Nothing has changed in Armenia as a result of 2012 in terms of the economy.
The negative balance of foreign trade remains one of the main characteristics of the Armenian economy and continues to increase, in spite export growth outrunning that of imports. In absolute terms, Armenia imports more goods than it exports. If 10 years ago, imports were 1.9 times higher than exports in absolute terms, in 2012 this figure rose to 2.9 times and is now about $3 billion. This, despite assurances from the government about the promotion of local producers, indicates the opposite, i.e. that the market continues to be dominated by foreign goods, including food products.
Economic growth, which remains at 6%, is traditionally supported by the sale of raw materials such ferrous metals and metal ores.
According to some experts, despite the fact that there has been a slight positive dynamic in the Armenian economy this year, the population remains dissatisfied with the current situation and does not sense any positive trends. With inflation at 4.5% this year there have been made no moves to raise the average wage of $280 per month, and nothing has been done to raise pensions, the highest of which is $100.
One of the paradoxes of the Armenian economy lies in the fact that this year once again food prices increased. Thus, the price of potatoes in Armenia grew by 11%, cabbage by 33%. Meanwhile, prices for food are falling: on the international stock exchange the average price of rice, sugar, potatoes fell approximately 15 %.
In 2012, the trend of active capital export continued in Armenia. The former Prime Minister Hrant Bagratyan believes that the export of capital in 2012 in Armenia amounted to about half a billion dollars and called this figure "alarming." One of the most negative characteristics of the Armenian economy is the so-called "shadow" economy, which according to the IMF accounts for 35% of GDP in Armenia. In fact, according to some experts, this figure is closer to 50%. Even if we assume that the ratio of taxes to GDP is 35%, the inability to collect taxes is obvious.

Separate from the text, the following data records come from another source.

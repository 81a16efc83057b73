//! Product catalog service
//!
//! Products and their per-weight SKUs are managed together: a product is
//! always written with its full SKU set in one transaction.

use chrono::{DateTime, Utc};
use rust_decimal::Decimal;
use serde::{Deserialize, Serialize};
use sqlx::PgPool;
use uuid::Uuid;

use shared::validation::validate_weight_grams;

use crate::error::{AppError, AppResult};

#[derive(Clone)]
pub struct ProductService {
    db: PgPool,
}

/// A product line
#[derive(Debug, Clone, Serialize, sqlx::FromRow)]
pub struct Product {
    pub id: Uuid,
    pub name: String,
    pub category: Option<String>,
    pub description: Option<String>,
    pub is_active: bool,
    /// Raw vendor cost per kilogram, before packing
    pub vendor_cost_per_kg: Decimal,
    pub cgst_percent: Decimal,
    pub sgst_percent: Decimal,
    pub created_at: DateTime<Utc>,
}

/// A sellable weight variant of a product
#[derive(Debug, Clone, Serialize, sqlx::FromRow)]
pub struct Sku {
    pub id: Uuid,
    pub product_id: Uuid,
    /// Human-readable weight, e.g. "500g"
    pub weight_label: String,
    pub weight_grams: Decimal,
    /// Vendor cost already resolved to a per-unit figure for this weight
    pub calculated_vendor_cost: Decimal,
    pub basic_price: Decimal,
    pub packing_cost: Decimal,
    pub min_selling_price: Decimal,
    pub mrp: Decimal,
}

/// Product with its SKU set, as returned to clients
#[derive(Debug, Clone, Serialize)]
pub struct ProductWithSkus {
    #[serde(flatten)]
    pub product: Product,
    pub skus: Vec<Sku>,
}

/// Input for a single SKU row within a product write
#[derive(Debug, Deserialize)]
pub struct SkuInput {
    /// Present when updating an existing SKU, absent for new ones
    pub id: Option<Uuid>,
    pub weight_label: String,
    pub weight_grams: Decimal,
    pub calculated_vendor_cost: Decimal,
    pub basic_price: Decimal,
    pub packing_cost: Decimal,
    pub min_selling_price: Decimal,
    pub mrp: Decimal,
}

/// Input for creating or updating a product with its SKUs
#[derive(Debug, Deserialize)]
pub struct ProductInput {
    pub name: String,
    pub category: Option<String>,
    pub description: Option<String>,
    pub vendor_cost_per_kg: Decimal,
    pub cgst_percent: Decimal,
    pub sgst_percent: Decimal,
    #[serde(default = "default_active")]
    pub is_active: bool,
    pub skus: Vec<SkuInput>,
}

fn default_active() -> bool {
    true
}

impl ProductService {
    pub fn new(db: PgPool) -> Self {
        Self { db }
    }

    fn validate(input: &ProductInput) -> AppResult<()> {
        if input.name.trim().is_empty() {
            return Err(AppError::validation("name", "Product name is required"));
        }
        if input.skus.is_empty() {
            return Err(AppError::validation(
                "skus",
                "A product requires at least one SKU",
            ));
        }
        for sku in &input.skus {
            validate_weight_grams(sku.weight_grams)
                .map_err(|msg| AppError::validation("weight_grams", msg))?;
            if sku.weight_label.trim().is_empty() {
                return Err(AppError::validation(
                    "weight_label",
                    "SKU weight label is required",
                ));
            }
        }
        Ok(())
    }

    /// Create a product and its SKUs in one transaction
    pub async fn create(&self, input: ProductInput) -> AppResult<ProductWithSkus> {
        Self::validate(&input)?;

        let mut tx = self.db.begin().await?;

        let product = sqlx::query_as::<_, Product>(
            r#"
            INSERT INTO products (name, category, description, vendor_cost_per_kg,
                                  cgst_percent, sgst_percent, is_active)
            VALUES ($1, $2, $3, $4, $5, $6, $7)
            RETURNING id, name, category, description, is_active,
                      vendor_cost_per_kg, cgst_percent, sgst_percent, created_at
            "#,
        )
        .bind(&input.name)
        .bind(&input.category)
        .bind(&input.description)
        .bind(input.vendor_cost_per_kg)
        .bind(input.cgst_percent)
        .bind(input.sgst_percent)
        .bind(input.is_active)
        .fetch_one(&mut *tx)
        .await?;

        let mut skus = Vec::with_capacity(input.skus.len());
        for sku in &input.skus {
            skus.push(Self::insert_sku(&mut tx, product.id, sku).await?);
        }

        tx.commit().await?;

        Ok(ProductWithSkus { product, skus })
    }

    /// List all products with their SKUs, newest first
    pub async fn list(&self) -> AppResult<Vec<ProductWithSkus>> {
        let products = sqlx::query_as::<_, Product>(
            r#"
            SELECT id, name, category, description, is_active,
                   vendor_cost_per_kg, cgst_percent, sgst_percent, created_at
            FROM products
            ORDER BY created_at DESC
            "#,
        )
        .fetch_all(&self.db)
        .await?;

        let skus = sqlx::query_as::<_, Sku>(
            r#"
            SELECT id, product_id, weight_label, weight_grams, calculated_vendor_cost,
                   basic_price, packing_cost, min_selling_price, mrp
            FROM skus
            ORDER BY weight_grams ASC
            "#,
        )
        .fetch_all(&self.db)
        .await?;

        let mut by_product: std::collections::HashMap<Uuid, Vec<Sku>> =
            std::collections::HashMap::new();
        for sku in skus {
            by_product.entry(sku.product_id).or_default().push(sku);
        }

        Ok(products
            .into_iter()
            .map(|product| {
                let skus = by_product.remove(&product.id).unwrap_or_default();
                ProductWithSkus { product, skus }
            })
            .collect())
    }

    /// Fetch a single product with its SKUs
    pub async fn get(&self, product_id: Uuid) -> AppResult<ProductWithSkus> {
        let product = sqlx::query_as::<_, Product>(
            r#"
            SELECT id, name, category, description, is_active,
                   vendor_cost_per_kg, cgst_percent, sgst_percent, created_at
            FROM products
            WHERE id = $1
            "#,
        )
        .bind(product_id)
        .fetch_optional(&self.db)
        .await?
        .ok_or_else(|| AppError::NotFound("Product".to_string()))?;

        let skus = sqlx::query_as::<_, Sku>(
            r#"
            SELECT id, product_id, weight_label, weight_grams, calculated_vendor_cost,
                   basic_price, packing_cost, min_selling_price, mrp
            FROM skus
            WHERE product_id = $1
            ORDER BY weight_grams ASC
            "#,
        )
        .bind(product_id)
        .fetch_all(&self.db)
        .await?;

        Ok(ProductWithSkus { product, skus })
    }

    /// Update a product, reconciling its SKU set.
    ///
    /// SKUs carrying an id are updated in place, SKUs without one are
    /// inserted, and SKUs missing from the input are deleted.
    pub async fn update(&self, product_id: Uuid, input: ProductInput) -> AppResult<ProductWithSkus> {
        Self::validate(&input)?;

        let mut tx = self.db.begin().await?;

        let product = sqlx::query_as::<_, Product>(
            r#"
            UPDATE products
            SET name = $2, category = $3, description = $4, vendor_cost_per_kg = $5,
                cgst_percent = $6, sgst_percent = $7, is_active = $8
            WHERE id = $1
            RETURNING id, name, category, description, is_active,
                      vendor_cost_per_kg, cgst_percent, sgst_percent, created_at
            "#,
        )
        .bind(product_id)
        .bind(&input.name)
        .bind(&input.category)
        .bind(&input.description)
        .bind(input.vendor_cost_per_kg)
        .bind(input.cgst_percent)
        .bind(input.sgst_percent)
        .bind(input.is_active)
        .fetch_optional(&mut *tx)
        .await?
        .ok_or_else(|| AppError::NotFound("Product".to_string()))?;

        let kept_ids: Vec<Uuid> = input.skus.iter().filter_map(|s| s.id).collect();

        sqlx::query("DELETE FROM skus WHERE product_id = $1 AND id <> ALL($2)")
            .bind(product_id)
            .bind(&kept_ids)
            .execute(&mut *tx)
            .await?;

        let mut skus = Vec::with_capacity(input.skus.len());
        for sku in &input.skus {
            let row = match sku.id {
                Some(sku_id) => sqlx::query_as::<_, Sku>(
                    r#"
                    UPDATE skus
                    SET weight_label = $3, weight_grams = $4, calculated_vendor_cost = $5,
                        basic_price = $6, packing_cost = $7, min_selling_price = $8, mrp = $9
                    WHERE id = $1 AND product_id = $2
                    RETURNING id, product_id, weight_label, weight_grams, calculated_vendor_cost,
                              basic_price, packing_cost, min_selling_price, mrp
                    "#,
                )
                .bind(sku_id)
                .bind(product_id)
                .bind(&sku.weight_label)
                .bind(sku.weight_grams)
                .bind(sku.calculated_vendor_cost)
                .bind(sku.basic_price)
                .bind(sku.packing_cost)
                .bind(sku.min_selling_price)
                .bind(sku.mrp)
                .fetch_optional(&mut *tx)
                .await?
                .ok_or_else(|| AppError::NotFound("SKU".to_string()))?,
                None => Self::insert_sku(&mut tx, product_id, sku).await?,
            };
            skus.push(row);
        }

        tx.commit().await?;

        Ok(ProductWithSkus { product, skus })
    }

    /// Delete a product and its SKUs
    pub async fn delete(&self, product_id: Uuid) -> AppResult<()> {
        let result = sqlx::query("DELETE FROM products WHERE id = $1")
            .bind(product_id)
            .execute(&self.db)
            .await?;

        if result.rows_affected() == 0 {
            return Err(AppError::NotFound("Product".to_string()));
        }

        Ok(())
    }

    async fn insert_sku(
        tx: &mut sqlx::Transaction<'_, sqlx::Postgres>,
        product_id: Uuid,
        sku: &SkuInput,
    ) -> AppResult<Sku> {
        let row = sqlx::query_as::<_, Sku>(
            r#"
            INSERT INTO skus (product_id, weight_label, weight_grams, calculated_vendor_cost,
                              basic_price, packing_cost, min_selling_price, mrp)
            VALUES ($1, $2, $3, $4, $5, $6, $7, $8)
            RETURNING id, product_id, weight_label, weight_grams, calculated_vendor_cost,
                      basic_price, packing_cost, min_selling_price, mrp
            "#,
        )
        .bind(product_id)
        .bind(&sku.weight_label)
        .bind(sku.weight_grams)
        .bind(sku.calculated_vendor_cost)
        .bind(sku.basic_price)
        .bind(sku.packing_cost)
        .bind(sku.min_selling_price)
        .bind(sku.mrp)
        .fetch_one(&mut **tx)
        .await?;

        Ok(row)
    }
}
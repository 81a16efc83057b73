//! Configuration management for the Distribution Management Platform
//!
//! Supports hierarchical configuration loading:
//! 1. Default values in code
//! 2. Configuration files (development.toml, production.toml)
//! 3. Environment variable overrides with DMS_ prefix

use config::{ConfigError, Environment, File};
use serde::Deserialize;

/// Main application configuration
#[derive(Debug, Deserialize, Clone)]
pub struct Config {
    /// Current environment (development, production)
    pub environment: String,

    /// Server configuration
    pub server: ServerConfig,

    /// Database configuration
    pub database: DatabaseConfig,

    /// JWT authentication configuration
    pub jwt: JwtConfig,

    /// Reporting configuration
    pub reporting: ReportingConfig,
}

#[derive(Debug, Deserialize, Clone)]
pub struct ServerConfig {
    /// Server port
    pub port: u16,

    /// Server host
    pub host: String,
}

#[derive(Debug, Deserialize, Clone)]
pub struct DatabaseConfig {
    /// PostgreSQL connection URL
    pub url: String,

    /// Maximum number of connections in the pool
    pub max_connections: u32,

    /// Minimum number of connections in the pool
    pub min_connections: u32,
}

#[derive(Debug, Deserialize, Clone)]
pub struct JwtConfig {
    /// Secret key for signing JWT tokens
    pub secret: String,

    /// Access token expiration in seconds
    pub access_token_expiry: i64,
}

#[derive(Debug, Deserialize, Clone)]
pub struct ReportingConfig {
    /// Stock level below which a SKU counts as low stock
    pub low_stock_threshold: i64,

    /// Number of entries in top-N dashboard lists
    pub top_n: usize,
}

impl Config {
    /// Load configuration from files and environment variables
    pub fn load() -> Result<Self, ConfigError> {
        let environment = std::env::var("DMS_ENVIRONMENT").unwrap_or_else(|_| "development".into());

        let config = config::Config::builder()
            // Start with default values
            .set_default("environment", environment.clone())?
            .set_default("server.port", 3000)?
            .set_default("server.host", "0.0.0.0")?
            .set_default("database.max_connections", 10)?
            .set_default("database.min_connections", 2)?
            .set_default("jwt.access_token_expiry", 3600)?
            .set_default("reporting.low_stock_threshold", 50)?
            .set_default("reporting.top_n", 5)?
            // Load environment-specific config file
            .add_source(File::with_name(&format!("config/{}", environment)).required(false))
            // Override with environment variables (DMS_ prefix)
            .add_source(
                Environment::with_prefix("DMS")
                    .separator("__")
                    .try_parsing(true),
            )
            .build()?;

        config.try_deserialize()
    }
}

impl Default for ServerConfig {
    fn default() -> Self {
        Self {
            port: 3000,
            host: "0.0.0.0".to_string(),
        }
    }
}
//! Liveness and readiness probe

use axum::{extract::State, Json};
use serde::Serialize;

use crate::AppState;

#[derive(Serialize)]
pub struct HealthResponse {
    pub service: &'static str,
    pub status: &'static str,
    pub version: &'static str,
    pub database: &'static str,
}

/// Report service health, including storage reachability
pub async fn health_check(State(state): State<AppState>) -> Json<HealthResponse> {
    let database = match sqlx::query("SELECT 1").execute(&state.db).await {
        Ok(_) => "connected",
        Err(_) => "disconnected",
    };

    Json(HealthResponse {
        service: "dms-server",
        status: "healthy",
        version: env!("CARGO_PKG_VERSION"),
        database,
    })
}
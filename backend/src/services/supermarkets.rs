//! Supermarket outlet service
//!
//! Supermarkets belong to a distributor. Distributors manage their own
//! outlets; admins can operate on any distributor's set.

use chrono::{DateTime, Utc};
use serde::{Deserialize, Serialize};
use sqlx::PgPool;
use uuid::Uuid;

use crate::error::{AppError, AppResult};
use shared::models::OutletType;
use shared::validation::validate_name;

#[derive(Clone)]
pub struct SupermarketService {
    db: PgPool,
}

/// A supermarket or outlet served by a distributor
#[derive(Debug, Clone, Serialize, sqlx::FromRow)]
pub struct Supermarket {
    pub id: Uuid,
    pub distributor_id: Uuid,
    pub name: String,
    pub area: Option<String>,
    pub location: Option<String>,
    pub contact_person: Option<String>,
    pub phone_no: Option<String>,
    pub outlet_type: Option<String>,
    pub comments: Option<String>,
    pub created_at: DateTime<Utc>,
}

/// Input for creating or updating a supermarket
#[derive(Debug, Deserialize)]
pub struct SupermarketInput {
    pub name: String,
    pub area: Option<String>,
    pub location: Option<String>,
    pub contact_person: Option<String>,
    pub phone_no: Option<String>,
    pub outlet_type: Option<String>,
    pub comments: Option<String>,
}

impl SupermarketService {
    pub fn new(db: PgPool) -> Self {
        Self { db }
    }

    fn validate(input: &SupermarketInput) -> AppResult<()> {
        validate_name(&input.name).map_err(|msg| AppError::validation("name", msg))?;
        if let Some(outlet_type) = &input.outlet_type {
            if OutletType::parse(outlet_type).is_none() {
                return Err(AppError::validation(
                    "outlet_type",
                    "Outlet type must be Chain or Batch",
                ));
            }
        }
        Ok(())
    }

    /// Create a supermarket under the given distributor
    pub async fn create(
        &self,
        distributor_id: Uuid,
        input: SupermarketInput,
    ) -> AppResult<Supermarket> {
        Self::validate(&input)?;

        let row = sqlx::query_as::<_, Supermarket>(
            r#"
            INSERT INTO supermarkets (distributor_id, name, area, location, contact_person,
                                      phone_no, outlet_type, comments)
            VALUES ($1, $2, $3, $4, $5, $6, $7, $8)
            RETURNING id, distributor_id, name, area, location, contact_person,
                      phone_no, outlet_type, comments, created_at
            "#,
        )
        .bind(distributor_id)
        .bind(&input.name)
        .bind(&input.area)
        .bind(&input.location)
        .bind(&input.contact_person)
        .bind(&input.phone_no)
        .bind(&input.outlet_type)
        .bind(&input.comments)
        .fetch_one(&self.db)
        .await?;

        Ok(row)
    }

    /// List supermarkets for one distributor
    pub async fn list_for_distributor(&self, distributor_id: Uuid) -> AppResult<Vec<Supermarket>> {
        let rows = sqlx::query_as::<_, Supermarket>(
            r#"
            SELECT id, distributor_id, name, area, location, contact_person,
                   phone_no, outlet_type, comments, created_at
            FROM supermarkets
            WHERE distributor_id = $1
            ORDER BY name ASC
            "#,
        )
        .bind(distributor_id)
        .fetch_all(&self.db)
        .await?;

        Ok(rows)
    }

    /// List every supermarket on the platform (admin view)
    pub async fn list_all(&self) -> AppResult<Vec<Supermarket>> {
        let rows = sqlx::query_as::<_, Supermarket>(
            r#"
            SELECT id, distributor_id, name, area, location, contact_person,
                   phone_no, outlet_type, comments, created_at
            FROM supermarkets
            ORDER BY name ASC
            "#,
        )
        .fetch_all(&self.db)
        .await?;

        Ok(rows)
    }

    /// Fetch one supermarket
    pub async fn get(&self, supermarket_id: Uuid) -> AppResult<Supermarket> {
        sqlx::query_as::<_, Supermarket>(
            r#"
            SELECT id, distributor_id, name, area, location, contact_person,
                   phone_no, outlet_type, comments, created_at
            FROM supermarkets
            WHERE id = $1
            "#,
        )
        .bind(supermarket_id)
        .fetch_optional(&self.db)
        .await?
        .ok_or_else(|| AppError::NotFound("Supermarket".to_string()))
    }

    /// Update a supermarket, enforcing distributor ownership when the
    /// caller is not an admin.
    pub async fn update(
        &self,
        supermarket_id: Uuid,
        owner: Option<Uuid>,
        input: SupermarketInput,
    ) -> AppResult<Supermarket> {
        Self::validate(&input)?;

        let existing = self.get(supermarket_id).await?;
        if let Some(distributor_id) = owner {
            if existing.distributor_id != distributor_id {
                return Err(AppError::InsufficientPermissions);
            }
        }

        let row = sqlx::query_as::<_, Supermarket>(
            r#"
            UPDATE supermarkets
            SET name = $2, area = $3, location = $4, contact_person = $5,
                phone_no = $6, outlet_type = $7, comments = $8
            WHERE id = $1
            RETURNING id, distributor_id, name, area, location, contact_person,
                      phone_no, outlet_type, comments, created_at
            "#,
        )
        .bind(supermarket_id)
        .bind(&input.name)
        .bind(&input.area)
        .bind(&input.location)
        .bind(&input.contact_person)
        .bind(&input.phone_no)
        .bind(&input.outlet_type)
        .bind(&input.comments)
        .fetch_one(&self.db)
        .await?;

        Ok(row)
    }

    /// Delete a supermarket, enforcing distributor ownership when the
    /// caller is not an admin.
    pub async fn delete(&self, supermarket_id: Uuid, owner: Option<Uuid>) -> AppResult<()> {
        let existing = self.get(supermarket_id).await?;
        if let Some(distributor_id) = owner {
            if existing.distributor_id != distributor_id {
                return Err(AppError::InsufficientPermissions);
            }
        }

        sqlx::query("DELETE FROM supermarkets WHERE id = $1")
            .bind(supermarket_id)
            .execute(&self.db)
            .await?;

        Ok(())
    }
}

However, small and medium-sized enterprises continue to play the major burden in paying taxes. Economists believe that the current mechanism of taxation will lead small and medium-sized enterprises in Armenia to bankruptcy. Another alarming tendency is the decrease in foreign investment in the Armenian economy. According to official data, foreign investment declined by 35% this year, direct investments - by 54%. According to the head of the research center "Alternative", Doctor of Economics Tatul Manaseryan, the decline in foreign investment was caused by political processes in the country. In 2012, Armenia held parliamentary elections, presidential elections are taking place in 2013. According to Manaseryan, a deceleration in investment with elections was expected and predictable.
Meanwhile, economic expert and representative of the opposition Armenian National Congress Vaagn Khachatryan is convinced that the decline in foreign investments can be regarded as a significant indicator ofthe unattractiveness of the Armenian economy. He stressed that there is no free market in Armenia, no competition, and that private property is not protected. Also, certain people play a great role in the economy, while capital does not favor such conditions, opting for freedom, law, and good governance.
A major problem is the lack of positive changes in the development of small and medium-sized businesses, which have a direct impact on the social sector. Thanks to the exclusive domination of monopolies in the economy, there are still very few economically-independent people in the country. Thus, 85% of Armenian export goods are produced by large businesses, particularly in the mining sector, while the share of small and medium-sized business is only 15%.
"This trend has been prevailing for many years now. Exports are dominated by the usual 25 kinds of products, which are manufactured by large businesses. This indicates that the country does not produce any
new types of products that could impact on exports," the director of "AE consulting" Gagik Margaryan believes. According to Margaryan, small and medium-sized businesses do not have unequal conditions to compete on the market and could benefit from targeted government loans to stimulate exports.
Although the government has repeatedly expressed its concerns about the dominating role of monopolies on the Armenian market, it has not done anything.
"The economic system in Armenia seems to aim at the destruction of small and medium-sized businesses. The economy is absolutely monopolized, oligarchs eliminate small businesses with the help of administrative resources and power," the former chairman of the Central Bank of Armenia Bagrat Asatryan believes.
Imports are also monopolized. There are no formal restrictions for importers, but everyone knows that if someone tries to break a tacit monopoly, there will be problems at the customs and other administrative bodies.
"It is almost impossible to diversify the Armenian economy due to corruption among the tax and customs authorities, the lack of equal competitive opportunities in the market and the availability of an oligopoly," the former representative of Armenia at the World Bank Aristomene Varudakis said.
The majority of the population remains in very harsh socio-economic conditions, while the country's economy depends only on a few dozen families. Despite the promises of the government, industry and high technologies are not developing. These problems can be resolved only if the authorities have the political will to do so and in 2012 there have been made no significant steps to overcome the main negative trends and tendencies in the Armenian economy.